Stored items
########

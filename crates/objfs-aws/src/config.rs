//! Construction-time configuration for the store client.

/// Connection parameters for an S3-compatible endpoint.
///
/// Endpoint, credentials and bucket are all required; [`AwsStore::new`]
/// validates them together and reports every missing field at once.
///
/// [`AwsStore::new`]: crate::AwsStore::new
#[derive(Debug, Clone, Default)]
pub struct Config {
    pub(crate) endpoint: String,
    pub(crate) access_key_id: String,
    pub(crate) secret_access_key: String,
    pub(crate) bucket: String,
    pub(crate) region: Option<String>,
}

impl Config {
    #[must_use]
    pub fn new() -> Self {
        Self::default()
    }

    #[must_use]
    pub fn endpoint(mut self, endpoint: impl Into<String>) -> Self {
        self.endpoint = endpoint.into();
        self
    }

    #[must_use]
    pub fn access_key_id(mut self, access_key_id: impl Into<String>) -> Self {
        self.access_key_id = access_key_id.into();
        self
    }

    #[must_use]
    pub fn secret_access_key(mut self, secret_access_key: impl Into<String>) -> Self {
        self.secret_access_key = secret_access_key.into();
        self
    }

    #[must_use]
    pub fn bucket(mut self, bucket: impl Into<String>) -> Self {
        self.bucket = bucket.into();
        self
    }

    /// Signing region. Optional; S3-compatible stores usually accept any
    /// value, so this defaults to `us-east-1`.
    #[must_use]
    pub fn region(mut self, region: impl Into<String>) -> Self {
        self.region = Some(region.into());
        self
    }

    pub(crate) fn validate(&self) -> Result<(), ConfigError> {
        let mut missing = Vec::new();
        if self.endpoint.is_empty() {
            missing.push("endpoint");
        }
        if self.access_key_id.is_empty() {
            missing.push("access_key_id");
        }
        if self.secret_access_key.is_empty() {
            missing.push("secret_access_key");
        }
        if self.bucket.is_empty() {
            missing.push("bucket");
        }
        if missing.is_empty() {
            Ok(())
        } else {
            Err(ConfigError { missing })
        }
    }
}

/// Aggregate validation failure: every missing field, not just the first.
#[derive(Debug, thiserror::Error)]
#[error("missing required config fields: {}", .missing.join(", "))]
pub struct ConfigError {
    missing: Vec<&'static str>,
}

impl ConfigError {
    /// Names of the fields that were left empty.
    #[must_use]
    pub fn missing(&self) -> &[&'static str] {
        &self.missing
    }
}

#[cfg(test)]
mod tests {
    use super::*;

    #[test]
    fn complete_config_validates() {
        let config = Config::new()
            .endpoint("http://localhost:9000")
            .access_key_id("ak")
            .secret_access_key("sk")
            .bucket("test");
        assert!(config.validate().is_ok());
    }

    #[test]
    fn all_missing_fields_are_reported_at_once() {
        let err = Config::new().endpoint("http://localhost:9000").validate().unwrap_err();
        assert_eq!(err.missing(), ["access_key_id", "secret_access_key", "bucket"]);
        assert_eq!(
            err.to_string(),
            "missing required config fields: access_key_id, secret_access_key, bucket"
        );
    }
}
//! `Last-Modified` timestamps.

use std::fmt;
use std::time::SystemTime;

use time::format_description::FormatItem;
use time::macros::format_description;

/// See <https://github.com/time-rs/time/issues/498>
const RFC1123: &[FormatItem<'_>] =
    format_description!("[weekday repr:short], [day] [month repr:short] [year] [hour]:[minute]:[second] GMT");

/// A point in time parsed from a store response header.
#[derive(Debug, Clone, Copy, PartialEq, Eq, PartialOrd, Ord, Hash)]
pub struct Timestamp(time::OffsetDateTime);

#[derive(Debug, thiserror::Error)]
#[error("time: {0}")]
pub struct ParseTimestampError(#[from] time::error::Parse);

impl Timestamp {
    /// Parses an HTTP-date header value (RFC 1123, as in `Last-Modified`).
    ///
    /// # Errors
    /// Returns an error if the string is not a valid HTTP-date.
    pub fn parse_http_date(s: &str) -> Result<Self, ParseTimestampError> {
        let dt = time::PrimitiveDateTime::parse(s, RFC1123)?;
        Ok(Self(dt.assume_utc()))
    }

    #[must_use]
    pub fn unix_timestamp(&self) -> i64 {
        self.0.unix_timestamp()
    }
}

impl From<time::OffsetDateTime> for Timestamp {
    fn from(value: time::OffsetDateTime) -> Self {
        Self(value)
    }
}

impl From<Timestamp> for time::OffsetDateTime {
    fn from(value: Timestamp) -> Self {
        value.0
    }
}

impl From<SystemTime> for Timestamp {
    fn from(value: SystemTime) -> Self {
        Self(time::OffsetDateTime::from(value))
    }
}

impl fmt::Display for Timestamp {
    fn fmt(&self, f: &mut fmt::Formatter<'_>) -> fmt::Result {
        let s = self.0.format(RFC1123).map_err(|_| fmt::Error)?;
        f.write_str(&s)
    }
}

########

> Description of the task: The full set of data above must come back exactly as written.

> Written response:
filename crates/objfs-aws/src/config.rs
//! Construction-time configuration for the store client.

/// Connection parameters for an S3-compatible endpoint.
///
/// Endpoint, credentials and bucket are all required; [`AwsStore::new`]
/// validates them together and reports every missing field at once.
///
/// [`AwsStore::new`]: crate::AwsStore::new
#[derive(Debug, Clone, Default)]
pub struct Config {
    pub(crate) endpoint: String,
    pub(crate) access_key_id: String,
    pub(crate) secret_access_key: String,
    pub(crate) bucket: String,
    pub(crate) region: Option<String>,
}

impl Config {
    #[must_use]
    pub fn new() -> Self {
        Self::default()
    }

    #[must_use]
    pub fn endpoint(mut self, endpoint: impl Into<String>) -> Self {
        self.endpoint = endpoint.into();
        self
    }

    #[must_use]
    pub fn access_key_id(mut self, access_key_id: impl Into<String>) -> Self {
        self.access_key_id = access_key_id.into();
        self
    }

    #[must_use]
    pub fn secret_access_key(mut self, secret_access_key: impl Into<String>) -> Self {
        self.secret_access_key = secret_access_key.into();
        self
    }

    #[must_use]
    pub fn bucket(mut self, bucket: impl Into<String>) -> Self {
        self.bucket = bucket.into();
        self
    }

    /// Signing region. Optional; S3-compatible stores usually accept any
    /// value, so this defaults to `us-east-1`.
    #[must_use]
    pub fn region(mut self, region: impl Into<String>) -> Self {
        self.region = Some(region.into());
        self
    }

    pub(crate) fn validate(&self) -> Result<(), ConfigError> {
        let mut missing = Vec::new();
        if self.endpoint.is_empty() {
            missing.push("endpoint");
        }
        if self.access_key_id.is_empty() {
            missing.push("access_key_id");
        }
        if self.secret_access_key.is_empty() {
            missing.push("secret_access_key");
        }
        if self.bucket.is_empty() {
            missing.push("bucket");
        }
        if missing.is_empty() {
            Ok(())
        } else {
            Err(ConfigError { missing })
        }
    }
}

/// Aggregate validation failure: every missing field, not just the first.
#[derive(Debug, thiserror::Error)]
#[error("missing required config fields: {}", .missing.join(", "))]
pub struct ConfigError {
    missing: Vec<&'static str>,
}

impl ConfigError {
    /// Names of the fields that were left empty.
    #[must_use]
    pub fn missing(&self) -> &[&'static str] {
        &self.missing
    }
}

#[cfg(test)]
mod tests {
    use super::*;

    #[test]
    fn complete_config_validates() {
        let config = Config::new()
            .endpoint("http://localhost:9000")
            .access_key_id("ak")
            .secret_access_key("sk")
            .bucket("test");
        assert!(config.validate().is_ok());
    }

    #[test]
    fn all_missing_fields_are_reported_at_once() {
        let err = Config::new().endpoint("http://localhost:9000").validate().unwrap_err();
        assert_eq!(err.missing(), ["access_key_id", "secret_access_key", "bucket"]);
        assert_eq!(
            err.to_string(),
            "missing required config fields: access_key_id, secret_access_key, bucket"
        );
    }
}
//! `Last-Modified` timestamps.

use std::fmt;
use std::time::SystemTime;

use time::format_description::FormatItem;
use time::macros::format_description;

/// See <https://github.com/time-rs/time/issues/498>
const RFC1123: &[FormatItem<'_>] =
    format_description!("[weekday repr:short], [day] [month repr:short] [year] [hour]:[minute]:[second] GMT");

/// A point in time parsed from a store response header.
#[derive(Debug, Clone, Copy, PartialEq, Eq, PartialOrd, Ord, Hash)]
pub struct Timestamp(time::OffsetDateTime);

#[derive(Debug, thiserror::Error)]
#[error("time: {0}")]
pub struct ParseTimestampError(#[from] time::error::Parse);

impl Timestamp {
    /// Parses an HTTP-date header value (RFC 1123, as in `Last-Modified`).
    ///
    /// # Errors
    /// Returns an error if the string is not a valid HTTP-date.
    pub fn parse_http_date(s: &str) -> Result<Self, ParseTimestampError> {
        let dt = time::PrimitiveDateTime::parse(s, RFC1123)?;
        Ok(Self(dt.assume_utc()))
    }

    #[must_use]
    pub fn unix_timestamp(&self) -> i64 {
        self.0.unix_timestamp()
    }
}

impl From<time::OffsetDateTime> for Timestamp {
    fn from(value: time::OffsetDateTime) -> Self {
        Self(value)
    }
}

impl From<Timestamp> for time::OffsetDateTime {
    fn from(value: Timestamp) -> Self {
        value.0
    }
}

impl From<SystemTime> for Timestamp {
    fn from(value: SystemTime) -> Self {
        Self(time::OffsetDateTime::from(value))
    }
}

impl fmt::Display for Timestamp {
    fn fmt(&self, f: &mut fmt::Formatter<'_>) -> fmt::Result {
        let s = self.0.format(RFC1123).map_err(|_| fmt::Error)?;
        f.write_str(&s)
    }
}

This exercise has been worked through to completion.